『さびしすぎてレズ風俗に行きました』というエッセイマンガで一躍有名になった、永田カビさん。
その作品内でも様々な苦悩が描かれていましたが、続く『一人交換日記』『現実逃避してたらボロボロになった話』なども真っ正面から悩みに向き合っては突破口を模索する姿は純粋過ぎるほどです。そんな永田カビさんの新作が、『迷走戦士・永田カビ』です。
【1】「結婚したい」から始まる迷走
他の作品でもそうなのですが、今作も突然に迷走が始まります。友人の結婚式に出席したカビさんは式場に溢れる幸せを目にし、感動のあまりに「結婚式がしたい」という気持ちを抱くのです。
結婚式がしたい、いっそ一人でも結婚式がしたいという衝動からウェディングドレスを着用しての写真撮影……と、ここまでは「願望を叶えられている」のですが、そこにカビさん自身が考えている性別と衣服などの向き合い方や「思っていたものと違う」という気付きが細かく描かれていきます。
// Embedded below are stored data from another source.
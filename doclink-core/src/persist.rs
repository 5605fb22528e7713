//! Persistence abstraction for the access layer's durable state.
//!
//! The Link Registry, the Resource Cache and the Write Replay Queue keep their state in a
//! [`PersistenceStore`] so that it survives process restarts. The store is a namespaced
//! key/value map of BSON values; every namespace is scoped to the configured account host by
//! [`Namespace`].
//!
//! # Examples
//!
//! ```ignore
//! use doclink::persist::{Namespace, PersistenceStore};
//! use bson::Bson;
//!
//! let links = Namespace::new("myaccount.documents.azure.com", "links");
//! store.put(links.as_str(), "dbs/D1", Bson::String("dbs/AAAA/".into())).await?;
//! # Ok::<(), Box<dyn std::error::Error>>(())
//! ```

use async_trait::async_trait;
use bson::Bson;
use std::{fmt::Debug, sync::Arc};

use crate::error::AccessResult;

/// Abstract interface for durable key/value storage.
///
/// # Thread Safety
///
/// Implementations must be thread-safe and support concurrent access from multiple async
/// tasks. The services built on top serialize their own mutations, so a store only has to make
/// individual calls atomic.
///
/// # Error Handling
///
/// Failures should be reported as [`AccessError::Persistence`](crate::error::AccessError::Persistence).
#[async_trait]
pub trait PersistenceStore: Send + Sync + Debug {
    /// Returns the value stored under `key`, if any.
    async fn get(&self, namespace: &str, key: &str) -> AccessResult<Option<Bson>>;

    /// Stores `value` under `key`, replacing any previous value.
    async fn put(&self, namespace: &str, key: &str, value: Bson) -> AccessResult<()>;

    /// Removes `key`. Removing a missing key is not an error.
    async fn delete(&self, namespace: &str, key: &str) -> AccessResult<()>;

    /// Returns every `(key, value)` pair whose key starts with `prefix`, ordered by key.
    async fn scan(&self, namespace: &str, prefix: &str) -> AccessResult<Vec<(String, Bson)>>;
}

#[async_trait]
impl<S> PersistenceStore for Arc<S>
where
    S: PersistenceStore + ?Sized,
{
    async fn get(&self, namespace: &str, key: &str) -> AccessResult<Option<Bson>> {
        (**self).get(namespace, key).await
    }

    async fn put(&self, namespace: &str, key: &str, value: Bson) -> AccessResult<()> {
        (**self).put(namespace, key, value).await
    }

    async fn delete(&self, namespace: &str, key: &str) -> AccessResult<()> {
        (**self).delete(namespace, key).await
    }

    async fn scan(&self, namespace: &str, prefix: &str) -> AccessResult<Vec<(String, Bson)>> {
        (**self).scan(namespace, prefix).await
    }
}

/// Shared handle to a store, as held by the access layer's services.
pub type SharedStore = Arc<dyn PersistenceStore>;

/// Factory trait for creating persistence stores.
#[async_trait]
pub trait PersistenceStoreBuilder {
    type Store: PersistenceStore;

    async fn build(self) -> AccessResult<Self::Store>;
}

/// A namespace scoped to one account host.
#[derive(Debug, Clone, PartialEq, Eq)]
pub struct Namespace(String);

impl Namespace {
    pub fn new(account_host: &str, name: &str) -> Self {
        let host = account_host
            .trim_start_matches("https://")
            .trim_start_matches("http://")
            .trim_end_matches('/');

        Self(format!("{host}/{name}"))
    }

    pub fn as_str(&self) -> &str {
        &self.0
    }
}


#[cfg(test)]
mod tests {
    use super::*;

    #[test]
    fn test_namespace_is_scoped_to_host() {
        assert_eq!(
            Namespace::new("https://acct.documents.example.com/", "links").as_str(),
            "acct.documents.example.com/links"
        );
        assert_ne!(
            Namespace::new("https://a.example.com", "cache"),
            Namespace::new("https://b.example.com", "cache")
        );
    }
}
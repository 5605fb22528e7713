//! Procedural macros for the doclink project.
//!
//! Provides `#[derive(Resource)]`, which ties a serde type to the resource kind it is stored
//! as:
//!
//! ```ignore
//! #[derive(Debug, Clone, Serialize, Deserialize, Resource)]
//! #[resource(kind = "collection")]
//! pub struct Collection {
//!     pub id: String,
//! }
//! ```
//!
//! Without a `#[resource(kind = ...)]` attribute the type is stored as a document.

#[allow(unused_extern_crates)]
extern crate self as doclink_macros;

use proc_macro::TokenStream;
use proc_macro2::Span;
use quote::quote;
use syn::{DeriveInput, Ident, LitStr, parse_macro_input};

const KINDS: [(&str, &str); 9] = [
    ("database", "Database"),
    ("collection", "Collection"),
    ("document", "Document"),
    ("stored_procedure", "StoredProcedure"),
    ("trigger", "Trigger"),
    ("user_defined_function", "UserDefinedFunction"),
    ("user", "User"),
    ("permission", "Permission"),
    ("attachment", "Attachment"),
];

fn resource_kind(input: &DeriveInput) -> syn::Result<Ident> {
    let mut kind = None;

    for attr in input.attrs.iter().filter(|a| a.path().is_ident("resource")) {
        attr.parse_nested_meta(|meta| {
            if !meta.path.is_ident("kind") {
                return Err(meta.error("expected `kind = \"...\"`"));
            }

            let value: LitStr = meta.value()?.parse()?;
            let variant = KINDS
                .iter()
                .find(|(name, _)| *name == value.value())
                .map(|(_, variant)| *variant)
                .ok_or_else(|| {
                    syn::Error::new(
                        value.span(),
                        format!(
                            "unknown resource kind `{}`, expected one of: {}",
                            value.value(),
                            KINDS.iter().map(|(name, _)| *name).collect::<Vec<_>>().join(", ")
                        ),
                    )
                })?;

            kind = Some(Ident::new(variant, value.span()));
            Ok(())
        })?;
    }

    Ok(kind.unwrap_or_else(|| Ident::new("Document", Span::call_site())))
}

/// Derives `doclink::resource::Resource`.
#[proc_macro_derive(Resource, attributes(resource))]
pub fn derive_resource(input: TokenStream) -> TokenStream {
    let input = parse_macro_input!(input as DeriveInput);

    let kind = match resource_kind(&input) {
        Ok(kind) => kind,
        Err(err) => return err.to_compile_error().into(),
    };

    let name = &input.ident;
    let (impl_generics, ty_generics, where_clause) = input.generics.split_for_impl();

    quote! {
        impl #impl_generics ::doclink::resource::Resource for #name #ty_generics #where_clause {
            fn kind() -> ::doclink::address::ResourceKind {
                ::doclink::address::ResourceKind::#kind
            }
        }
    }
    .into()
}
異性であれ同性であれパートナー同士に存在する愛が実在するのかどうかも実感出来ず、それが実在するということに安心したり希望を持つ一方、何故今までそれが実在しないと考えていたのかの理由について等々、もしかすると本筋以外の部分に共感する方もいらっしゃいそうですね。
【2】「ハードル」を大袈裟に捉えるかどうか
作品内で、「謎のハードル」というものが出てきます。これはすごく「分かる……!」と何度も頷いたのですが……。
マジョリティでもマイノリティでもパートナーを得て幸せを積み重ねていく方々と、色々あれどそうではない場所にいる自分には「どうやら越えていない謎のハードルがあるのでは?」と考えて細かく観察していこうとする姿は、難しいことと分かっていても向き合わねば気になってしまうというようなカビさんの一端が見えますね。
それを飛び越えたり出来るかは別問題として、先ず自分にあるものを確認してみよう。自分の中で引っかかっているものはなんだろう。他の作品でもそうですが、足掻きながらも何かを掴もうとする姿を是非多くの方には実際に読んで触れていただけたら幸いです。
【3】「幸せ」って何だろう?
作品内で試行錯誤しているカビさんですが、作品を読む側も「幸せや、愛とかって何だろう」と考えさせられます。
確かに結婚式というのは幸せの分かりやすい形ですよね。同性婚の制度が出来ていなくともパートナーと結婚式を挙げた方々もいらっしゃるのですから、周囲に伝わりやすい祝い事でもあります。
とはいえ、じゃあ結婚すれば幸せなのか、パートナーがいれば幸せなのかといわれるとそれもまた難しいですよね。これはもうセクシャルマイノリティ云々ではなく全ての人に当て嵌まるもので、「何が好きか」「何に重きを置くか」以外にも各々の価値観や願望等々と考えればキリが無く、実際これを書いている筆者も「自分の幸せって何だ……?」と迷走しそうになりました。
けれど、自分にとっての幸せの目安のようなものについては一度考えてみて損はない気がします。
【4】まとめ
さて現在連載中のお話で、カビさんは見えてきたハードルに対してひとつひとつ考えては「ハードル」そのものに対しても「越えなければならないのか?」と疑問を抱いています。
例えばの話ですが、セクシャルマイノリティを自覚している人の中にはどうすればマジョリティに溶け込んで(言い方を変えれば「セクシャルマイノリティだと気付かれずに」)生きられるかと悩む人には似たような「ハードル」が見えているのではないでしょうか。
そうなってくると、それはもう「飛び越えなければならない障害物としてのハードル」にしか見えなくなり、「生きにくさ」を余計に抱えてしまう可能性があるんですよね。よくよく見れば実は障害物ではなかった、飛び越えなくても問題ない方法がある、もしかすると「そんなものは無かった」なんてこともありえます。
たまに迷走してしまう筆者のような方、実際厄介なハードルが見えている方、一度永田カビさんの迷走に触れてみませんか?